Stored items>
- - -
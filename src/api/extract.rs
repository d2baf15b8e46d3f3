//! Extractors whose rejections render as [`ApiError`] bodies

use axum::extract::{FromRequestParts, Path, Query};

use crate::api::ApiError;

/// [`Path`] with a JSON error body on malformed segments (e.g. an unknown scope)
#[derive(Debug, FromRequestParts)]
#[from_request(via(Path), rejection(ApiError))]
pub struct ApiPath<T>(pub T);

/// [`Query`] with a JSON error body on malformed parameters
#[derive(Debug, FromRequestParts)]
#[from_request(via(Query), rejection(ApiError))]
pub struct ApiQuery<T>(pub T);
- - -
Task directions> Each line of the data should be reproduced exactly as it appears.

Task output>
filename src/api/extract.rs
repository d2baf15b8e46d3f3
//! Extractors whose rejections render as [`ApiError`] bodies

use axum::extract::{FromRequestParts, Path, Query};

use crate::api::ApiError;

/// [`Path`] with a JSON error body on malformed segments (e.g. an unknown scope)
#[derive(Debug, FromRequestParts)]
#[from_request(via(Path), rejection(ApiError))]
pub struct ApiPath<T>(pub T);

/// [`Query`] with a JSON error body on malformed parameters
#[derive(Debug, FromRequestParts)]
#[from_request(via(Query), rejection(ApiError))]
pub struct ApiQuery<T>(pub T);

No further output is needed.